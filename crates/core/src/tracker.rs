//! Per-pointer platform events to ordered active-touch sets.
//!
//! Platforms like egui or winit report one event per finger, keyed by a
//! touch id. The controller wants the whole ordered set of active points
//! with each event; [`TouchTracker`] keeps that set, ordered by first-down.

use log::warn;
use touchview_protocol::{Point, TouchEvent, TouchPhase};

#[derive(Debug, Clone)]
pub struct TouchTracker<Id> {
    ids: Vec<Id>,
    points: Vec<Point>,
}

impl<Id: PartialEq + Copy + std::fmt::Debug> TouchTracker<Id> {
    pub fn new() -> Self {
        Self {
            ids: Vec::new(),
            points: Vec::new(),
        }
    }

    /// Record one pointer event. Returns the phase to forward to the
    /// controller together with [`points`](Self::points), or `None` when
    /// the event refers to a pointer the tracker never saw go down.
    pub fn update(&mut self, id: Id, phase: TouchPhase, pos: Point) -> Option<TouchPhase> {
        let idx = self.ids.iter().position(|t| *t == id);
        match (phase, idx) {
            (TouchPhase::Start, Some(i)) => {
                warn!("touch start for already active pointer {id:?}");
                self.points[i] = pos;
                Some(TouchPhase::Start)
            }
            (TouchPhase::Start, None) => {
                self.ids.push(id);
                self.points.push(pos);
                Some(TouchPhase::Start)
            }
            (TouchPhase::Move, Some(i)) => {
                self.points[i] = pos;
                Some(TouchPhase::Move)
            }
            (TouchPhase::End, Some(i)) => {
                // `remove`, not `swap_remove`: order is touch identity.
                self.ids.remove(i);
                self.points.remove(i);
                Some(TouchPhase::End)
            }
            (TouchPhase::Cancel, _) => {
                // A cancel aborts the whole sequence, not just one finger.
                self.clear();
                Some(TouchPhase::Cancel)
            }
            (TouchPhase::Move | TouchPhase::End, None) => {
                warn!("got a {phase:?} event for non-active touch point {id:?}");
                None
            }
        }
    }

    /// Currently active points, first finger down first.
    pub fn points(&self) -> &[Point] {
        &self.points
    }

    pub fn len(&self) -> usize {
        self.points.len()
    }

    pub fn is_empty(&self) -> bool {
        self.points.is_empty()
    }

    pub fn clear(&mut self) {
        self.ids.clear();
        self.points.clear();
    }

    /// Snapshot as a self-contained event, e.g. for recording a trace.
    pub fn to_event(&self, time_ms: f64, phase: TouchPhase) -> TouchEvent {
        TouchEvent::new(time_ms, phase, self.points.clone())
    }
}

impl<Id: PartialEq + Copy + std::fmt::Debug> Default for TouchTracker<Id> {
    fn default() -> Self {
        Self::new()
    }
}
——————————
Assignment: A word-for-word copy of the lines above from the one with "start for already" through the one with "(TouchPhase::Move, Some(i)) =>", inclusive, is the only output wanted.

Solution for this problem:
                warn!("touch start for already active pointer {id:?}");
                self.points[i] = pos;
                Some(TouchPhase::Start)
            }
            (TouchPhase::Start, None) => {
                self.ids.push(id);
                self.points.push(pos);
                Some(TouchPhase::Start)
            }
            (TouchPhase::Move, Some(i)) => {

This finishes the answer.